• _EXERCISE DESCRIPTION_: Each record must be retyped in full. No character may differ.

• _RECORDED DATA_:
● ● ●

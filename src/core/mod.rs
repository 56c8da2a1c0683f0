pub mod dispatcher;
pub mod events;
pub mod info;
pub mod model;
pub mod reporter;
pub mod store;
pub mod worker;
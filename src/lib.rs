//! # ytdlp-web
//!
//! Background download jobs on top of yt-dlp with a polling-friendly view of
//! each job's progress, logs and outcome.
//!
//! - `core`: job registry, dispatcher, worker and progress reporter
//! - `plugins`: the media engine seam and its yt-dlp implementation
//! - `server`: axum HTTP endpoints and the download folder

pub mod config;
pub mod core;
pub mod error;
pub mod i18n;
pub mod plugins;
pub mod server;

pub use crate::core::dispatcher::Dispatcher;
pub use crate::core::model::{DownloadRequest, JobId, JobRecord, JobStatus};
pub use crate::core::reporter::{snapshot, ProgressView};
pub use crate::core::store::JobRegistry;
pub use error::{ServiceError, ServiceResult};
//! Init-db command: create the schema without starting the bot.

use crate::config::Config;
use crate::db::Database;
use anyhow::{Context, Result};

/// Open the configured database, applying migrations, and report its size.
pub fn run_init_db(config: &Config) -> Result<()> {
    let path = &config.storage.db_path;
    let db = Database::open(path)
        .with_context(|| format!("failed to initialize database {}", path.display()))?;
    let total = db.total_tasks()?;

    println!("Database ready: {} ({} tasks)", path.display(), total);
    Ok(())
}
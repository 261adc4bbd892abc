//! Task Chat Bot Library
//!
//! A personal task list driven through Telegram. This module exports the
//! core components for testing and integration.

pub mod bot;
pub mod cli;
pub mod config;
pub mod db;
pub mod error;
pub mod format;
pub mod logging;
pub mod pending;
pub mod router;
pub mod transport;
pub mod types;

● ● ●

• _ANSWER AREA_:
filename src/core/mod.rs
repository 56c8da2a1c0683f0
pub mod dispatcher;
pub mod events;
pub mod info;
pub mod model;
pub mod reporter;
pub mod store;
pub mod worker;
filename src/lib.rs
//! # ytdlp-web
//!
//! Background download jobs on top of yt-dlp with a polling-friendly view of
//! each job's progress, logs and outcome.
//!
//! - `core`: job registry, dispatcher, worker and progress reporter
//! - `plugins`: the media engine seam and its yt-dlp implementation
//! - `server`: axum HTTP endpoints and the download folder

pub mod config;
pub mod core;
pub mod error;
pub mod i18n;
pub mod plugins;
pub mod server;

pub use crate::core::dispatcher::Dispatcher;
pub use crate::core::model::{DownloadRequest, JobId, JobRecord, JobStatus};
pub use crate::core::reporter::{snapshot, ProgressView};
pub use crate::core::store::JobRegistry;
pub use error::{ServiceError, ServiceResult};
//! Init-db command: create the schema without starting the bot.

use crate::config::Config;
use crate::db::Database;
use anyhow::{Context, Result};

/// Open the configured database, applying migrations, and report its size.
pub fn run_init_db(config: &Config) -> Result<()> {
    let path = &config.storage.db_path;
    let db = Database::open(path)
        .with_context(|| format!("failed to initialize database {}", path.display()))?;
    let total = db.total_tasks()?;

    println!("Database ready: {} ({} tasks)", path.display(), total);
    Ok(())
}
repository 261adc4bbd892abc
//! Task Chat Bot Library
//!
//! A personal task list driven through Telegram. This module exports the
//! core components for testing and integration.

pub mod bot;
pub mod cli;
pub mod config;
pub mod db;
pub mod error;
pub mod format;
pub mod logging;
pub mod pending;
pub mod router;
pub mod transport;
pub mod types;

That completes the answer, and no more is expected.